I would like to run an external program, and discard anything written
to stderr during its execution, capturing only stdout. My code
currently looks like:

def blaheta_tag(filename):
blaheta_dir = '/home/leon/signal_annotation/parsers/blaheta/'
process = subprocess.Popen([blaheta_dir + 'exec/funcTag',
blaheta_dir + 'data/', filename], cwd=blaheta_dir,
stdout=subprocess.PIPE)
process.wait()
return process.communicate()[0]

This returns stdout, and stderr ends up printing to the console. How
can I disregard anything sent to stderr such that it doesn't appear on
the console?

Thanks
 
T

Thomas Jollans

Hi,

I would like to run an external program, and discard anything written
to stderr during its execution, capturing only stdout. My code
currently looks like:

def blaheta_tag(filename):
blaheta_dir = '/home/leon/signal_annotation/parsers/blaheta/'
process = subprocess.Popen([blaheta_dir + 'exec/funcTag',
blaheta_dir + 'data/', filename], cwd=blaheta_dir,
stdout=subprocess.PIPE)
process.wait()
return process.communicate()[0]

This returns stdout, and stderr ends up printing to the console. How
can I disregard anything sent to stderr such that it doesn't appear on
the console?

Read it into a pipe as well, and then ignore. Or, if you're targeting only
UNIX-like systems, open /dev/null for writing and redirect the output there.
 
N

Nobody

I would like to run an external program, and discard anything written
to stderr during its execution, capturing only stdout. My code
currently looks like:

def blaheta_tag(filename):
blaheta_dir = '/home/leon/signal_annotation/parsers/blaheta/'
process = subprocess.Popen([blaheta_dir + 'exec/funcTag',
blaheta_dir + 'data/', filename], cwd=blaheta_dir,
stdout=subprocess.PIPE)
process.wait()
return process.communicate()[0]

This returns stdout, and stderr ends up printing to the console. How
can I disregard anything sent to stderr such that it doesn't appear on
the console?

Either:

1. Add "stderr=subprocess.PIPE" to the Popen() call. The communicate()
method will read both stdout and stderr, and you just ignore stderr.

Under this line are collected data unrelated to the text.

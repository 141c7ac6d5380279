use axum::{extract::State, http::StatusCode, response::IntoResponse, Json};
use serde_json::json;

use crate::api_state::ApiState;

/// Readiness probe: returns 200 if core dependencies are ready, else 503.
pub async fn ready(State(state): State<ApiState>) -> impl IntoResponse {
    match state.db.client.query("RETURN true").await {
        Ok(_) => (
            StatusCode::OK,
            Json(json!({
                "status": "ok",
                "checks": { "db": "ok" }
            })),
        ),
        Err(e) => (
            StatusCode::SERVICE_UNAVAILABLE,
            Json(json!({
                "status": "error",
                "checks": { "db": "fail" },
                "reason": e.to_string()
            })),
        ),
    }
}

2. Redirect stderr to the null device:

nul_f = open(os.devnull, 'w')
process = subprocess.Popen(..., stderr = nul_f)
nul_f.close()
return process.communicate()[0]

[os.devnull will be "/dev/null" on Unix, "nul" on Windows.]

BTW: you shouldn't call process.wait() here. The communicate() method will
call the wait() method when it receives EOF.

If you call wait(), and the process tries to write more than a buffer's
worth of output (the exact figure is platform-specific), your script will
deadlock. The child process will block waiting for the script to consume
its output, while the script will block waiting for the child process to
terminate.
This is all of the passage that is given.